Wayne State University

AIM HIGHER

Eugene Applebaum - College of Pharmacy and Health Sciences

Strategic Plan

Building a Culture of Collaboration 2005-2010

(Revised  9/2007)

Strategic Direction 1: Social Responsibility
Strategic Direction 2: Holistic Education
Strategic Direction 3: Integrative Scholarship
Strategic Direction 4: Impact on External Environments

Strategic Direction 5: An Internal Culture of Excellence


Strategic Direction 1: Social Responsibility
Preamble
The college seeks to resolve health disparities and accepts responsibility for the production of knowledge to reduce these disparities. The college's social responsibility permeates its efforts to educate, undertake scholarship, and translate knowledge into projects/products/tools/services that promote the health of citizens of Detroit, southeast Michigan, and Michigan. The college's responsibilities require it to broaden the meaning and nature of professional preparation, scholarship, and research ensuring diversity in the creation, use, and translation of knowledge relevant to the resolution of health disparities.

The Eugene Applebaum College of Pharmacy and Health Sciences will be distinguished by its interdisciplinary learning, research, service, and clinical practices. It will generally be recognized for its high quality of graduates prepared to serve the health care needs of culturally diverse populations throughout southeast Michigan, Michigan, and the nation in general. Special attention will be given to the health disparities of southeast Michgian.

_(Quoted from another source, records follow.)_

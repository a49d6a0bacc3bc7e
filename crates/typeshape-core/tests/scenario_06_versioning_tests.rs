/// Scenario 6: Versioned Records
///
/// An employee structure has gone through two revisions. Old records are
/// migrated step by step when deserialized; records claiming a future
/// version are refused.
use serde_json::json;
use std::sync::Arc;
use typeshape_core::{
    deserialize, migrate, serialize, DeserializeOptions, ExErrorKind, Field, Mapper,
    SerializeOptions, StructureType, Value,
};

fn employee_v3() -> Arc<StructureType> {
    StructureType::builder("Employee")
        .field("full_name", Field::string())
        .field("yearly_salary", Field::non_negative_int())
        .versions(vec![
            Mapper::new().rename("full_name", "name"),
            Mapper::new().call("yearly_salary", &["yearly_salary"], |args| {
                args.first()
                    .and_then(serde_json::Value::as_i64)
                    .map(|monthly| json!(monthly * 12))
                    .ok_or_else(|| "monthly salary must be an integer".to_string())
            }),
        ])
        .build()
        .unwrap()
}

#[test]
fn test_scenario_06_happy_unversioned_record_runs_every_step() {
    // GIVEN a version 1 record (no version key)
    let ty = employee_v3();
    let raw = json!({"name": "Ann", "yearly_salary": 100});

    // WHEN deserializing it
    let e = deserialize(&ty, &raw, &DeserializeOptions::default()).unwrap();

    // THEN both steps ran and the record is stamped with version 3
    assert_eq!(e.get("full_name"), Some(&Value::from("Ann")));
    assert_eq!(e.get("yearly_salary"), Some(&Value::Int(1200)));
    assert_eq!(e.version(), Some(3));
}

#[test]
fn test_scenario_06_happy_current_record_round_trips() {
    // GIVEN a current record
    let ty = employee_v3();
    let raw = json!({"full_name": "Ann", "yearly_salary": 1200, "version": 3});

    // WHEN deserializing and serializing it again
    let e = deserialize(&ty, &raw, &DeserializeOptions::default()).unwrap();
    let out = serialize(&e, &SerializeOptions::default()).unwrap();

    // THEN nothing changed
    assert_eq!(out, raw);
}

#[test]
fn test_scenario_06_happy_migration_is_idempotent() {
    // GIVEN a migrated record
    let ty = employee_v3();
    let once = migrate(&ty, &json!({"name": "Ann", "yearly_salary": 100})).unwrap();

    // WHEN migrating it again
    let twice = migrate(&ty, &once).unwrap();

    // THEN the second pass is a no-op
    assert_eq!(once, twice);
}

#[test]
fn test_scenario_06_error_future_version_rejected() {
    // GIVEN a record from a newer writer
    let ty = employee_v3();
    let raw = json!({"full_name": "Ann", "yearly_salary": 1200, "version": 4});

    // WHEN deserializing it
    let err = deserialize(&ty, &raw, &DeserializeOptions::default()).unwrap_err();

    // THEN the version field is reported
    assert_eq!(err.kind(), ExErrorKind::ConstraintViolation);
    assert_eq!(err.path_string(), "version");
}

#[test]
fn test_scenario_06_error_failing_step_names_source_version() {
    // GIVEN a version 2 record whose salary cannot be converted
    let ty = employee_v3();
    let raw = json!({"full_name": "Ann", "yearly_salary": "lots", "version": 2});

    // WHEN deserializing it
    let err = deserialize(&ty, &raw, &DeserializeOptions::default()).unwrap_err();

    // THEN the failing step is reported by the version it migrates from
    assert_eq!(err.kind(), ExErrorKind::MigrationFailed);
    assert!(err.to_string().contains("version 2"));
}

#[test]
fn test_scenario_06_error_version_field_is_constant() {
    // GIVEN a deserialized current record
    let ty = employee_v3();
    let mut e = deserialize(
        &ty,
        &json!({"full_name": "Ann", "yearly_salary": 1200}),
        &DeserializeOptions::default(),
    )
    .unwrap();

    // WHEN the stamped version is overwritten
    let err = e.set("version", 1).unwrap_err();

    // THEN the constant is protected
    assert_eq!(err.kind(), ExErrorKind::ConstantViolation);
}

The college will be on the edge of innovation academically, in scholarly pursuits, and via practice/service delivery. The college will be open to potential collaborators and to establishing partnerships that enhance the college. The college will more fully build on its array of programs and part of its branding will be its interdisciplinary approach to learning, scholarly activity, service, and practice. College engagement in southeast Michigan will make important contributions and augment the value and visibility of the college. Our graduates will be prepared for the changing worlds of their respective disciplines and serve as positive ambassadors for the Eugene Applebaum College of Pharmacy and Health Sciences.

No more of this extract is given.